* **Work to complete**:
Reproduce only the stretch of entries below that begins at the first line and ends at the line holding "use crate::error::Result;".

* **Data for processing**:
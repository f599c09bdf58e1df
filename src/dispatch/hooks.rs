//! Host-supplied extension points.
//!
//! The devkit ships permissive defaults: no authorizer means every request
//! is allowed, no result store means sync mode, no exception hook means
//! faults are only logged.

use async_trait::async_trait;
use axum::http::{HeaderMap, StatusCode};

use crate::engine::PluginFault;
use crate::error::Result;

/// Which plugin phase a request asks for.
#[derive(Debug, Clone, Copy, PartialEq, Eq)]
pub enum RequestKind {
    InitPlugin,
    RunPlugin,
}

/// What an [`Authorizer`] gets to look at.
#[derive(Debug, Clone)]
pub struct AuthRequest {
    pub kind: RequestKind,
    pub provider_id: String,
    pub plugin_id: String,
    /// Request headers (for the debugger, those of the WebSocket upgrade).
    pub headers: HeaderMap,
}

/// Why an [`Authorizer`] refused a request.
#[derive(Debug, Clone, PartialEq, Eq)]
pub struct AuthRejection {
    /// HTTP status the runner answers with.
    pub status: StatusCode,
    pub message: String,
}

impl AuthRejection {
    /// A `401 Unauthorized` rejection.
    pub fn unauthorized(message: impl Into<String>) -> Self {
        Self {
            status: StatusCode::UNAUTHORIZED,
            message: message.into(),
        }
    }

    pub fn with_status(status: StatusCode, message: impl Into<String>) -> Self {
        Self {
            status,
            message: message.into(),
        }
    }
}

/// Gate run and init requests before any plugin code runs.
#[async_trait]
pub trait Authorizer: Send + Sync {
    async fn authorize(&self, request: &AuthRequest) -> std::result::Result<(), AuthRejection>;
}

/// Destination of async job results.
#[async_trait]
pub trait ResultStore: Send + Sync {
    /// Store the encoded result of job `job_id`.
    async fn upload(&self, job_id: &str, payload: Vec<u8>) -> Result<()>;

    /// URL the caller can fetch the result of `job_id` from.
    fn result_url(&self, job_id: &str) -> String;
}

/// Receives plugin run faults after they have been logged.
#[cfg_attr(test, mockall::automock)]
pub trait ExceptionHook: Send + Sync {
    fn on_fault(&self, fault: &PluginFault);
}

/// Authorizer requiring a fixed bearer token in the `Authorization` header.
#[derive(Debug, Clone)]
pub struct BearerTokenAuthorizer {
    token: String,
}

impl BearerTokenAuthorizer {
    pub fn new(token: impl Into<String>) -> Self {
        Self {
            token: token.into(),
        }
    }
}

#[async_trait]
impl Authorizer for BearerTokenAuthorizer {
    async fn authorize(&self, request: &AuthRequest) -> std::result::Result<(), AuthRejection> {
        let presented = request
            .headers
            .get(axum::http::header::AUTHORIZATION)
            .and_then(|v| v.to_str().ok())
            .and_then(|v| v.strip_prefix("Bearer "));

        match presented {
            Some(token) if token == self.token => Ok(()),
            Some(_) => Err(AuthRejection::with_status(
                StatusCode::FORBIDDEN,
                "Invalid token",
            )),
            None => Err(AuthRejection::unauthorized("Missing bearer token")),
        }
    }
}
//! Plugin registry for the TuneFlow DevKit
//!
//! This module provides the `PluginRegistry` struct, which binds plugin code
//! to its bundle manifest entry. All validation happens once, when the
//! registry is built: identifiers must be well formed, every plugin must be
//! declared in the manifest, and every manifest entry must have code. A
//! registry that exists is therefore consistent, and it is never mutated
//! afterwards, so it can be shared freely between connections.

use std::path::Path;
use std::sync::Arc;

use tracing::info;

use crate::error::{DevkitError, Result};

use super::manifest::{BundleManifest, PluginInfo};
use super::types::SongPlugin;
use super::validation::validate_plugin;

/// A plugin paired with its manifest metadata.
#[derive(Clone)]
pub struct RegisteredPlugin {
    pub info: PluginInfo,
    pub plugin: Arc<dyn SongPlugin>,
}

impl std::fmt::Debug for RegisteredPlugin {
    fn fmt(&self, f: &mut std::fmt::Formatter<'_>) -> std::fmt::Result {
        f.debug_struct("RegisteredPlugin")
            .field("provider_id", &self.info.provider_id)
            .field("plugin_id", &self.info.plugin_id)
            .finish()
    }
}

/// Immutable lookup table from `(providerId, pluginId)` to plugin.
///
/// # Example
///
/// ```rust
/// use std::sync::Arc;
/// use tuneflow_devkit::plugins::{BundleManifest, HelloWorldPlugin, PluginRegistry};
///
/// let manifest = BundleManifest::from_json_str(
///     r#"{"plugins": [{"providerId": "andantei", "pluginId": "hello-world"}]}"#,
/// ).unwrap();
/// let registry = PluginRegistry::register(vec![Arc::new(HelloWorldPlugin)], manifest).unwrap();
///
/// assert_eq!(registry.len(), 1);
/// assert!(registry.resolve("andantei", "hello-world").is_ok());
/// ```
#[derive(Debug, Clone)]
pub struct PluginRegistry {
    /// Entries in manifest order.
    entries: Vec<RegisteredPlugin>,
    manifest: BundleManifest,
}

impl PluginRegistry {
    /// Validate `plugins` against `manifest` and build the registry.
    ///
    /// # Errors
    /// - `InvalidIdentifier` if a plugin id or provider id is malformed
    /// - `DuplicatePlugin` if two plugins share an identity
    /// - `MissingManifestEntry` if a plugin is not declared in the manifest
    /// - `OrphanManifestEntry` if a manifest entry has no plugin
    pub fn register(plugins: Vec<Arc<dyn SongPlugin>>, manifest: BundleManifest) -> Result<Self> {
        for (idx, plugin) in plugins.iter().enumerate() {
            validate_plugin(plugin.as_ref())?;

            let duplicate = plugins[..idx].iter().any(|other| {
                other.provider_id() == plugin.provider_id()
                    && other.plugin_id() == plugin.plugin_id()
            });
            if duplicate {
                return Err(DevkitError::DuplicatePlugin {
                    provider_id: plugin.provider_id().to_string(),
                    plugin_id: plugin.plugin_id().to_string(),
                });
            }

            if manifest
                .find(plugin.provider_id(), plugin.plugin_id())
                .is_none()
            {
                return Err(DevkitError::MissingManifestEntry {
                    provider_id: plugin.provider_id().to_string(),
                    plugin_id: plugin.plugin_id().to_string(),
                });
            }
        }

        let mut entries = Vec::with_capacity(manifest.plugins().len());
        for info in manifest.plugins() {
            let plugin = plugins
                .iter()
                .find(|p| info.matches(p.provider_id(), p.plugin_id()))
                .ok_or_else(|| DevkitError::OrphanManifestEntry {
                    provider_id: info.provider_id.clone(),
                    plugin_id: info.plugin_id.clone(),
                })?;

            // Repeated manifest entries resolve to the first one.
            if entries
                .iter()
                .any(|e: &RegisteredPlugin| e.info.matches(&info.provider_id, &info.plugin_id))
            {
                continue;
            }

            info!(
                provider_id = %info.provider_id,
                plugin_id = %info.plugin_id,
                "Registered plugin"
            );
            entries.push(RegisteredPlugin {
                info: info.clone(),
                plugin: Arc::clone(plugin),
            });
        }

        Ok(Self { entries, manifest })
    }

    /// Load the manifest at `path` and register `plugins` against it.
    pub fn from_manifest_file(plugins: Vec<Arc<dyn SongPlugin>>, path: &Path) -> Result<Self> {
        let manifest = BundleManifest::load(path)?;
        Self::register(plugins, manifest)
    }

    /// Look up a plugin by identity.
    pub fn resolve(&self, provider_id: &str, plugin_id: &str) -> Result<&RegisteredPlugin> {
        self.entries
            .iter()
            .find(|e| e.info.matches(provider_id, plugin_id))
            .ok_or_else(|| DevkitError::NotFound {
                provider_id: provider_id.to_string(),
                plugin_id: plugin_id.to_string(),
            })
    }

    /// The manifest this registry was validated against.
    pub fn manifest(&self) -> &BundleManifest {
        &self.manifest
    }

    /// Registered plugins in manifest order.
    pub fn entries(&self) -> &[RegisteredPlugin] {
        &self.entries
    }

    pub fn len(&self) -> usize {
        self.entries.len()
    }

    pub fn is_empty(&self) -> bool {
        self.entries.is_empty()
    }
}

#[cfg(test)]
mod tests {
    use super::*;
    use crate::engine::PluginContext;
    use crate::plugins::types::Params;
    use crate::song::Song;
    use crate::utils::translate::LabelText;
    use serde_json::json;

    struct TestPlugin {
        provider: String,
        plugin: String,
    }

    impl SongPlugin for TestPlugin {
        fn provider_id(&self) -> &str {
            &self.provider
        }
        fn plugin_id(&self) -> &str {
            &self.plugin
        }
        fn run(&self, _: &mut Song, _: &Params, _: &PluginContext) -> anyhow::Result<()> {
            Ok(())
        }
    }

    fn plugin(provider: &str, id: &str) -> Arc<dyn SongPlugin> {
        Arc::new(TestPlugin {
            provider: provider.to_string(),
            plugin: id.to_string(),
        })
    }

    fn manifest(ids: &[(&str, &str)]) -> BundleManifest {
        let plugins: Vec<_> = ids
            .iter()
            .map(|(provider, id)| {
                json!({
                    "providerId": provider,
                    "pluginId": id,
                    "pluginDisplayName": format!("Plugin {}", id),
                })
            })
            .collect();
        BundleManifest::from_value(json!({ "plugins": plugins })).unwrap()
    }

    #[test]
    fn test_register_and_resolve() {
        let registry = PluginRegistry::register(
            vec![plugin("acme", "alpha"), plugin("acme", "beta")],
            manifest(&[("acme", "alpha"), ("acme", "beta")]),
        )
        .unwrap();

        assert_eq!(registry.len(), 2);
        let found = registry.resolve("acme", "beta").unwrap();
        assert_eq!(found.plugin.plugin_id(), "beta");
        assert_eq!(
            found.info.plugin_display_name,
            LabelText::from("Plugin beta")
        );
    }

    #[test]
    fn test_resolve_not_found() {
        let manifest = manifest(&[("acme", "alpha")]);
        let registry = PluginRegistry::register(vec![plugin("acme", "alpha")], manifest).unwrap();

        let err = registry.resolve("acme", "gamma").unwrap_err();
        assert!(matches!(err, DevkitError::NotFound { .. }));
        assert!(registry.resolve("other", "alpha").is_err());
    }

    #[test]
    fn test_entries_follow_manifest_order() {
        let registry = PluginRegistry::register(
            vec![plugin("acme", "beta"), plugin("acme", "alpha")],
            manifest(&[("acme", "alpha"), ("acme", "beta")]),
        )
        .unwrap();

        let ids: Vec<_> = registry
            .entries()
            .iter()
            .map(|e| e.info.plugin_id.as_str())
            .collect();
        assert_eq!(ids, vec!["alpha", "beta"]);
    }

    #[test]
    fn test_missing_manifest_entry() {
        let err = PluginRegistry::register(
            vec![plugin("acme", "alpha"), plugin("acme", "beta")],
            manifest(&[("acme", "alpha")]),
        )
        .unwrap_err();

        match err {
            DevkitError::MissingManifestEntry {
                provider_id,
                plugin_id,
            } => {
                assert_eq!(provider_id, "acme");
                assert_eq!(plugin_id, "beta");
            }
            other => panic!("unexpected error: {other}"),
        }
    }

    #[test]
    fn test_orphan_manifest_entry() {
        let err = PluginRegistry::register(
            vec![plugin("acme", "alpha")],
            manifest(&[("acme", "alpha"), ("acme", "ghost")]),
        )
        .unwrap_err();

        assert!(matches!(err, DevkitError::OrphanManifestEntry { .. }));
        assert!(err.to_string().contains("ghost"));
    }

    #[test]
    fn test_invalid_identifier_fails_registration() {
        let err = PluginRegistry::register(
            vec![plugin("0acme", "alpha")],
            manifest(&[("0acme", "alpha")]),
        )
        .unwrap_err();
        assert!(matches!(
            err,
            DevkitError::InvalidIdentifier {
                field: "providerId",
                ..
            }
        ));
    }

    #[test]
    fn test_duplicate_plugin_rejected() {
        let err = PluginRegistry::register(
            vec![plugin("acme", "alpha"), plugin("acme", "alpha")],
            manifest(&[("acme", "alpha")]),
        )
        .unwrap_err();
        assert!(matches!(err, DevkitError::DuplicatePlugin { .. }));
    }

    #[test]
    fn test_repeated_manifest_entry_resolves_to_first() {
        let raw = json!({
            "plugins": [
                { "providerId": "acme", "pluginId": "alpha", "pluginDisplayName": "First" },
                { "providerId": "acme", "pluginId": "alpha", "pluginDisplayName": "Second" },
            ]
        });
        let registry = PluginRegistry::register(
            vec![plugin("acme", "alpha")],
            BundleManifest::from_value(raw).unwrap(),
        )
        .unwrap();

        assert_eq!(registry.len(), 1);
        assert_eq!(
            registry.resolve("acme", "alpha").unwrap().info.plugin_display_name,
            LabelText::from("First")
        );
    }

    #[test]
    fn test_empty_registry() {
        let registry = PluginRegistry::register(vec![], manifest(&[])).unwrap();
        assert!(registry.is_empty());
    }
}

* **Reply**:
repository f599c09bdf58e1df
filename src/dispatch/hooks.rs
//! Host-supplied extension points.
//!
//! The devkit ships permissive defaults: no authorizer means every request
//! is allowed, no result store means sync mode, no exception hook means
//! faults are only logged.

use async_trait::async_trait;
use axum::http::{HeaderMap, StatusCode};

use crate::engine::PluginFault;
use crate::error::Result;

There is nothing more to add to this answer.